How to capitalize the first letter in a String in Ruby
The upcase
method capitalizes the entire string, but I need to capitalize only the first letter.
Also, I need to support several popular languages, like German and Russian.
How do I do it?
It depends on which Ruby version you use:
Ruby 2.4 and higher:
It just works, as since Ruby v2.4.0 supports Unicode case mapping:
"мария".capitalize #=> Мария
Ruby 2.3 and lower:
"maria".capitalize #=> "Maria"
"мария".capitalize #=> мария
The problem is, it just doesn't do what you want it to, it outputs мария
instead of Мария
.
If you're using Rails there's an easy workaround:
"мария".mb_chars.capitalize.to_s # requires ActiveSupport::Multibyte
Otherwise, you'll have to install the unicode gem and use it like this:
require 'unicode'
Unicode::capitalize("мария") #=> Мария
Ruby 1.8:
Be sure to use the coding magic comment:
#!/usr/bin/env ruby
puts "мария".capitalize
gives invalid multibyte char (US-ASCII)
, while:
#!/usr/bin/env ruby
#coding: utf-8
puts "мария".capitalize
works without errors, but also see the "Ruby 2.3 and lower" section for real capitalization.
capitalize first letter of first word of string
"kirk douglas".capitalize
#=> "Kirk douglas"
capitalize first letter of each word
In rails:
"kirk douglas".titleize
=> "Kirk Douglas"
OR
"kirk_douglas".titleize
=> "Kirk Douglas"
In ruby:
"kirk douglas".split(/ |\_|\-/).map(&:capitalize).join(" ")
#=> "Kirk Douglas"
OR
require 'active_support/core_ext'
"kirk douglas".titleize
Unfortunately, it is impossible for a machine to upcase/downcase/capitalize properly. It needs way too much contextual information for a computer to understand.
That's why Ruby's String
class only supports capitalization for ASCII characters, because there it's at least somewhat well-defined.
What do I mean by "contextual information"?

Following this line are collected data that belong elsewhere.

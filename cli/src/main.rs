use failure::{Error, Fail};
use std::fs::File;
use std::path::PathBuf;
use structopt::StructOpt;

use tw223_core::*;

#[derive(Debug, StructOpt)]
struct Opts {
  /// Seed to use, the current Unix time in seconds if missing
  #[structopt(long = "seed", raw(allow_hyphen_values = "true"))]
  seed: Option<f64>,
  /// How many values to draw
  #[structopt(long = "count", default_value = "1")]
  count: usize,
  #[structopt(long = "lower", raw(allow_hyphen_values = "true"))]
  lower: Option<f64>,
  #[structopt(long = "upper", raw(allow_hyphen_values = "true"))]
  upper: Option<f64>,
  /// Do not reject ranges with upper < lower
  #[structopt(long = "passthrough")]
  passthrough: bool,
  #[structopt(long = "dump-state")]
  dump_state: bool,
  #[structopt(long = "save-to", parse(from_os_str))]
  save_to: Option<PathBuf>,
  #[structopt(long = "restore-from", parse(from_os_str))]
  restore_from: Option<PathBuf>,
  #[structopt(long = "verbose")]
  verbose: bool,
  #[structopt(long = "debug")]
  debug: bool,
}

#[derive(Debug, Fail)]
#[fail(display = "Usage error: {}", msg)]
struct UsageError {
  msg: String,
}

fn usage_error<T>(msg: &str) -> Result<T, UsageError> {
  Err(UsageError {
    msg: msg.to_string(),
  })
}

fn save_state<W>(state: &GeneratorState, writer: W) -> serde_json::Result<()>
where
  W: std::io::Write,
{
  serde_json::to_writer(writer, &state.save())
}

fn restore_state<R>(reader: R) -> Result<GeneratorState, Error>
where
  R: std::io::Read,
{
  let serialized_state: SerializableState = serde_json::from_reader(reader)?;
  Ok(GeneratorState::restore(serialized_state)?)
}

fn print_state(state: &GeneratorState) {
  for line in state.dump().iter() {
    println!("{}", line);
  }
}

fn run(opts: Opts) -> Result<(), Error> {
  set_log_level(if opts.debug {
    LogLevel::Debug
  } else if opts.verbose {
    LogLevel::Verbose
  } else {
    LogLevel::Quiet
  });

  let bounds = match (opts.lower, opts.upper) {
    (None, None) => Bounds::NoBounds,
    (None, Some(upper)) => Bounds::UpperOnly(upper),
    (Some(lower), Some(upper)) => Bounds::Range(lower, upper),
    (Some(_), None) => usage_error("lower given without upper")?,
  };
  let check = if opts.passthrough {
    RangeCheck::Passthrough
  } else {
    RangeCheck::Strict
  };

  let mut slot = match (opts.seed, &opts.restore_from) {
    (Some(_), Some(_)) => usage_error("Conflicting options: seed and restore-from")?,
    (Some(value), None) => Some(seed(value)?),
    (None, Some(restore_from)) => {
      let restore_from_file = File::open(restore_from)?;
      let state = restore_state(restore_from_file)?;
      verbose_log!("Restored generator state from {:?}", restore_from);
      Some(state)
    }
    (None, None) => None,
  };
  let state = seed_if_unseeded(&mut slot, || {
    verbose_log!("No seed given, using the current time");
    clock_seed()
  })?;

  if opts.dump_state {
    print_state(state);
  }

  debug_log!("Drawing {} values, {:?}, {:?}", opts.count, bounds, check);

  for _ in 0..opts.count {
    println!("{}", state.random_with(bounds, check)?);
  }

  if opts.dump_state {
    print_state(state);
  }

  if let Some(ref save_to) = opts.save_to {
    let save_to_file = File::create(save_to)?;
    save_state(state, save_to_file)?;
    eprintln!("State saved to {:?}", save_to);
  }

  Ok(())
}

fn main() {
  if let Err(err) = run(Opts::from_args()) {
    eprintln!("{}", err);
    std::process::exit(1);
  }
}

#[cfg(test)]
mod tests {
  use super::*;
  use std::env;
  use std::fs;

  fn run_args(args: &[&str]) -> Result<(), Error> {
    run(Opts::from_iter(
      std::iter::once("tw223").chain(args.iter().cloned()),
    ))
  }

  fn usage_message(result: Result<(), Error>) -> String {
    match result {
      Err(err) => match err.downcast_ref::<UsageError>() {
        Some(usage) => usage.msg.clone(),
        None => panic!("Expecting UsageError, got {}", err),
      },
      Ok(()) => panic!("Expecting UsageError, got Ok"),
    }
  }

  #[test]
  fn lower_without_upper() {
    assert_eq!(
      usage_message(run_args(&["--seed", "1", "--lower", "3"])),
      "lower given without upper"
    );
  }

  #[test]
  fn seed_conflicts_with_restore_from() {
    assert_eq!(
      usage_message(run_args(&["--seed", "1", "--restore-from", "missing.json"])),
      "Conflicting options: seed and restore-from"
    );
  }

  #[test]
  fn inverted_range_needs_passthrough() {
    let args = ["--seed", "1", "--lower", "5", "--upper", "2"];
    match run_args(&args) {
      Err(err) => match err.downcast_ref::<RandomError>() {
        Some(RandomError::InvalidRange { .. }) => (),
        _ => panic!("Expecting InvalidRange, got {}", err),
      },
      Ok(()) => panic!("Expecting InvalidRange, got Ok"),
    }
    let mut passthrough = args.to_vec();
    passthrough.push("--passthrough");
    run_args(&passthrough).unwrap();
  }

  #[test]
  fn negative_bounds_and_dump_state() {
    run_args(&[
      "--seed", "-3.5", "--lower", "-10", "--upper", "-2", "--count", "5", "--dump-state",
    ])
    .unwrap();
  }

  #[test]
  fn clock_seeded_run() {
    run_args(&["--upper", "6", "--count", "3"]).unwrap();
  }

  #[test]
  fn save_to_then_restore_from() {
    let path = env::temp_dir().join(format!("tw223-cli-test-{}.json", std::process::id()));
    let path_str = path.to_str().unwrap();
    run_args(&["--seed", "1722039290", "--count", "2", "--save-to", path_str]).unwrap();

    let saved = restore_state(File::open(&path).unwrap()).unwrap();
    let mut expected = seed(1_722_039_290.0).unwrap();
    expected.next_u64();
    expected.next_u64();
    assert_eq!(saved, expected);

    run_args(&["--restore-from", path_str, "--count", "1"]).unwrap();
    fs::remove_file(&path).unwrap();
  }

  #[test]
  fn save_then_restore() {
    let mut state = seed(1_722_039_290.0).unwrap();
    let mut saved = Vec::new();
    save_state(&state, &mut saved).unwrap();
    let mut restored = restore_state(&saved[..]).unwrap();
    for _ in 0..100 {
      assert_eq!(state.next_u64(), restored.next_u64());
    }
  }

  #[test]
  fn restore_rejects_degenerate_state() {
    let json = r#"{"registers":[0,0,0,0]}"#;
    assert!(restore_state(json.as_bytes()).is_err());
  }

  #[test]
  fn restore_rejects_garbage() {
    assert!(restore_state(&b"{\"registers\":[1,2]}"[..]).is_err());
  }
}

For example, to capitalize i
properly, you need to know which language the text is in. English, for example, has only two i
s: capital I
without a dot and small i
with a dot. But Turkish has four i
s: capital I
without a dot, capital İ
with a dot, small ı
without a dot, small i
with a dot. So, in English 'i'.upcase # => 'I'
and in Turkish 'i'.upcase # => 'İ'
. In other words: since 'i'.upcase
can return two different results, depending on the language, it is obviously impossible to correctly capitalize a word without knowing its language.
But Ruby doesn't know the language, it only knows the encoding. Therefore it is impossible to properly capitalize a string with Ruby's built-in functionality.
It gets worse: even with knowing the language, it is sometimes impossible to do capitalization properly. For example, in German, 'Maße'.upcase # => 'MASSE'
(Maße is the plural of Maß meaning measurement). However, 'Masse'.upcase # => 'MASSE'
(meaning mass). So, what is 'MASSE'.capitalize
? In other words: correctly capitalizing requires a full-blown Artificial Intelligence.
So, instead of sometimes giving the wrong answer, Ruby chooses to sometimes give no answer at all, which is why non-ASCII characters simply get ignored in downcase/upcase/capitalize operations. (Which of course also reads to wrong results, but at least it's easy to check.)
Well, just so we know how to capitalize only the first letter and leave the rest of them alone, because sometimes that is what is desired:
['NASA', 'MHz', 'sputnik'].collect do |word|
letters = word.split('')
letters.first.upcase!
letters.join
end
=> ["NASA", "MHz", "Sputnik"]
Calling capitalize
would result in ["Nasa", "Mhz", "Sputnik"]
.